(Saved entries)

⟨

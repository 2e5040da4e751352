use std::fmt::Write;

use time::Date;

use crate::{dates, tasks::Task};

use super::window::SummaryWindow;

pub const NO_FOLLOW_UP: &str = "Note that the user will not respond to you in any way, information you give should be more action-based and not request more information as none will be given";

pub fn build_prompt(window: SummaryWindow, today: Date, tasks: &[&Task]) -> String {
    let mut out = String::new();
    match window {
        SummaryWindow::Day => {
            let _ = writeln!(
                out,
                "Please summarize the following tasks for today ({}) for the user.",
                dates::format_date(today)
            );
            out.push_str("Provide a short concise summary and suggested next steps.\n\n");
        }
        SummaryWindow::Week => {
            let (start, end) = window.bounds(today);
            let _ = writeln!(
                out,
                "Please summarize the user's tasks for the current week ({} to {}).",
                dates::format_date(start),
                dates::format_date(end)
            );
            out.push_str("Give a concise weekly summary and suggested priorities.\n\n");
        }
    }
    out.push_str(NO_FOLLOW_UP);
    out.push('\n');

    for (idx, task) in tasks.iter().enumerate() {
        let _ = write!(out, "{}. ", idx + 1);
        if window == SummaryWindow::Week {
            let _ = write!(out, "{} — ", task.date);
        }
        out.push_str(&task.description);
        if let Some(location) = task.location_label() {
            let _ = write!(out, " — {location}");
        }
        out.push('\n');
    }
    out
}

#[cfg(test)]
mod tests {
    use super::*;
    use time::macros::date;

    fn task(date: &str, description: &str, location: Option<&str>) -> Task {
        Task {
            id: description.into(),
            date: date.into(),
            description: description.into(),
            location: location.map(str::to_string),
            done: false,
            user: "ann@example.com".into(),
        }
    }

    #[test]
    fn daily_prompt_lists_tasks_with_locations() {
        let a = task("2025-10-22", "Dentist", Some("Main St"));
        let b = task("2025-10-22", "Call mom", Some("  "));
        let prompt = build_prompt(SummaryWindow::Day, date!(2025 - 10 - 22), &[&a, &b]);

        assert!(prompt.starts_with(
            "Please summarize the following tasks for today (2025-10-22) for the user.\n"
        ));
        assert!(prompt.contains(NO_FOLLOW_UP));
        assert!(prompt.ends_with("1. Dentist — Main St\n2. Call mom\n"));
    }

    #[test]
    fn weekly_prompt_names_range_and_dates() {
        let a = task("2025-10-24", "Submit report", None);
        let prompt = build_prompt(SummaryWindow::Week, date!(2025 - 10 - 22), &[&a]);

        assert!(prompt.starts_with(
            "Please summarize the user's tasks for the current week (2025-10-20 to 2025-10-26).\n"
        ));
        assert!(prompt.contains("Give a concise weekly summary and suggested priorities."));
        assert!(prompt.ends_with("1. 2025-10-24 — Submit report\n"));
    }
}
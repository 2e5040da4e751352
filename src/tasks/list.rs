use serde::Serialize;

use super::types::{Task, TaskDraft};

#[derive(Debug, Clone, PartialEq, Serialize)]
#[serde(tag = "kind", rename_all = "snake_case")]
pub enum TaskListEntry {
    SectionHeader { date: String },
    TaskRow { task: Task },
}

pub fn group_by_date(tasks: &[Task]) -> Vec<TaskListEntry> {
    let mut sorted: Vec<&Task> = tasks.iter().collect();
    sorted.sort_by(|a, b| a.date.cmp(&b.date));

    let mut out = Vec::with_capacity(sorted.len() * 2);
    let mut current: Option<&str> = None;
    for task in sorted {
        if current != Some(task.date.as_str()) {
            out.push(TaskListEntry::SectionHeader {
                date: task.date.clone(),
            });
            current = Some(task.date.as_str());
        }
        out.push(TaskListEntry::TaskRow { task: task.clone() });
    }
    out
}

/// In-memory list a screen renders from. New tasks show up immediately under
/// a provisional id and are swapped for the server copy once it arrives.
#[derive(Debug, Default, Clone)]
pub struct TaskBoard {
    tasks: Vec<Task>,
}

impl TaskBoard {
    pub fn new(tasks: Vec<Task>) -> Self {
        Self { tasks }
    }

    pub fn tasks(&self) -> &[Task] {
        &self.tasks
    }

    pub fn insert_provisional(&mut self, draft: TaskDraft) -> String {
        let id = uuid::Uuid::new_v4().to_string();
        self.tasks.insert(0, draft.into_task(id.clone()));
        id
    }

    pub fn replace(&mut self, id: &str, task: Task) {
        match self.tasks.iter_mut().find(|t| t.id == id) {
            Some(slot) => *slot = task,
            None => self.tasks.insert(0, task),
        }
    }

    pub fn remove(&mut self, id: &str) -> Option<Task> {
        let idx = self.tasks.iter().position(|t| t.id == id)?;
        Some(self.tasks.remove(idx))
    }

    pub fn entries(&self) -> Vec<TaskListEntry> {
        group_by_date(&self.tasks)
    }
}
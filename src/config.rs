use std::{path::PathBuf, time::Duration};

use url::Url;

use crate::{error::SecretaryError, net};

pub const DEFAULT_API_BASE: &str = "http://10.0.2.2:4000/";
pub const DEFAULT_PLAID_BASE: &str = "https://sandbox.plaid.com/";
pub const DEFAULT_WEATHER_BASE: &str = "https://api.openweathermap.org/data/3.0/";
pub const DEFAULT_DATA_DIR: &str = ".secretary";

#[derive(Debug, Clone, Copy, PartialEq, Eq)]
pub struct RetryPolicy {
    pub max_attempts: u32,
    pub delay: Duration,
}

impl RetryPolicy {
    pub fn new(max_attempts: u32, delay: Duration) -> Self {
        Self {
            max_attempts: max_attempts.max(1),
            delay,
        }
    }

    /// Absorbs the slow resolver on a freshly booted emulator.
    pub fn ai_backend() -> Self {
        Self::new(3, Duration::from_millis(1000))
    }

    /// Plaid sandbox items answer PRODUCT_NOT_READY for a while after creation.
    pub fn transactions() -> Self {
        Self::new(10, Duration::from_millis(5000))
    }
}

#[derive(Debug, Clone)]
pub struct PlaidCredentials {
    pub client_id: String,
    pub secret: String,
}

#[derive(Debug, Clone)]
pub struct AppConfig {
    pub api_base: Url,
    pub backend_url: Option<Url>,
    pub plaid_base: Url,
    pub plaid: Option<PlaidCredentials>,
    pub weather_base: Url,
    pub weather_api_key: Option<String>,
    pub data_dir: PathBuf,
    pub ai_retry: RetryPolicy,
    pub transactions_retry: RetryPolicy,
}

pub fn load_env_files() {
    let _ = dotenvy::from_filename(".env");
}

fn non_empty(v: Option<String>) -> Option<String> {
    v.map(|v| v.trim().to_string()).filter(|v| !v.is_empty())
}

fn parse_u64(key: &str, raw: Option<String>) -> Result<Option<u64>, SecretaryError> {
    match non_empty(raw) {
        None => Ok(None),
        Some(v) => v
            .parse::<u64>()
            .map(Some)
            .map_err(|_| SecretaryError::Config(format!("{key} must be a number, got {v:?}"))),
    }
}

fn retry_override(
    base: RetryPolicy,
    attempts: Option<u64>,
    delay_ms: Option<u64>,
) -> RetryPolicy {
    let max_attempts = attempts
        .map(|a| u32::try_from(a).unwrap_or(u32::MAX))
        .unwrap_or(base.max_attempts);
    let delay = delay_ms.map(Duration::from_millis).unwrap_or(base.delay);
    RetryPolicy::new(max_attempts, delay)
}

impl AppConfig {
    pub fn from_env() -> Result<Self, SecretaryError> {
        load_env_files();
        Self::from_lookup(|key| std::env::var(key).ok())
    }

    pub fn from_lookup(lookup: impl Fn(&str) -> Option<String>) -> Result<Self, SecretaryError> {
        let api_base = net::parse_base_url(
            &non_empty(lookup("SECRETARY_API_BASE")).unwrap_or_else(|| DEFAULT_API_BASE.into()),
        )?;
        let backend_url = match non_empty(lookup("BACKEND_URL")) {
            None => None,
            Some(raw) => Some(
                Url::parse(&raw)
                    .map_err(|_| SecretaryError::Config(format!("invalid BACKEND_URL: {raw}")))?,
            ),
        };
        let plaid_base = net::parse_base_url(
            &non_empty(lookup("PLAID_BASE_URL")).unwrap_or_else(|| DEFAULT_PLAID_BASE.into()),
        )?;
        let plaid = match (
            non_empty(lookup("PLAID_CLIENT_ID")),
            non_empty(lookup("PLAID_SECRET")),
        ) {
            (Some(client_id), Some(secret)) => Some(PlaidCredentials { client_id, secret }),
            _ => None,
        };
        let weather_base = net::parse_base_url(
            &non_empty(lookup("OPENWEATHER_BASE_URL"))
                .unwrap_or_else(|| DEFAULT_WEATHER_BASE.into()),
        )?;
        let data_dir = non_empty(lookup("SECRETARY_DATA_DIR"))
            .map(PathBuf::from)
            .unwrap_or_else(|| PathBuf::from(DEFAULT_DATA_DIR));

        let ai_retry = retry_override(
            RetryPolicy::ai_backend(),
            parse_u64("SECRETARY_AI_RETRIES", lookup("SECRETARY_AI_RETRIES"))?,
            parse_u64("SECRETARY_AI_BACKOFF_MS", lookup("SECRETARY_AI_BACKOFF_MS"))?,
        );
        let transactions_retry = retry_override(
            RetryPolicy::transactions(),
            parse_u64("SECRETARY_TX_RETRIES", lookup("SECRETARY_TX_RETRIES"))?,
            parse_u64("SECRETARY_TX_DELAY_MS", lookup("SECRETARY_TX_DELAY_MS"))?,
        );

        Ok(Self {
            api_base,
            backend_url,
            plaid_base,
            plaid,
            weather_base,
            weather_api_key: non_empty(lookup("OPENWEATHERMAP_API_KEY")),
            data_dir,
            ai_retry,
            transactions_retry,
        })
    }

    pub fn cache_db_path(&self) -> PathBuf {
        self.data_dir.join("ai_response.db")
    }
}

⟩

--- What to produce ---
In the records above, how many lines contain the string "Option"? Reply with the number only.

--- Task answer ---
11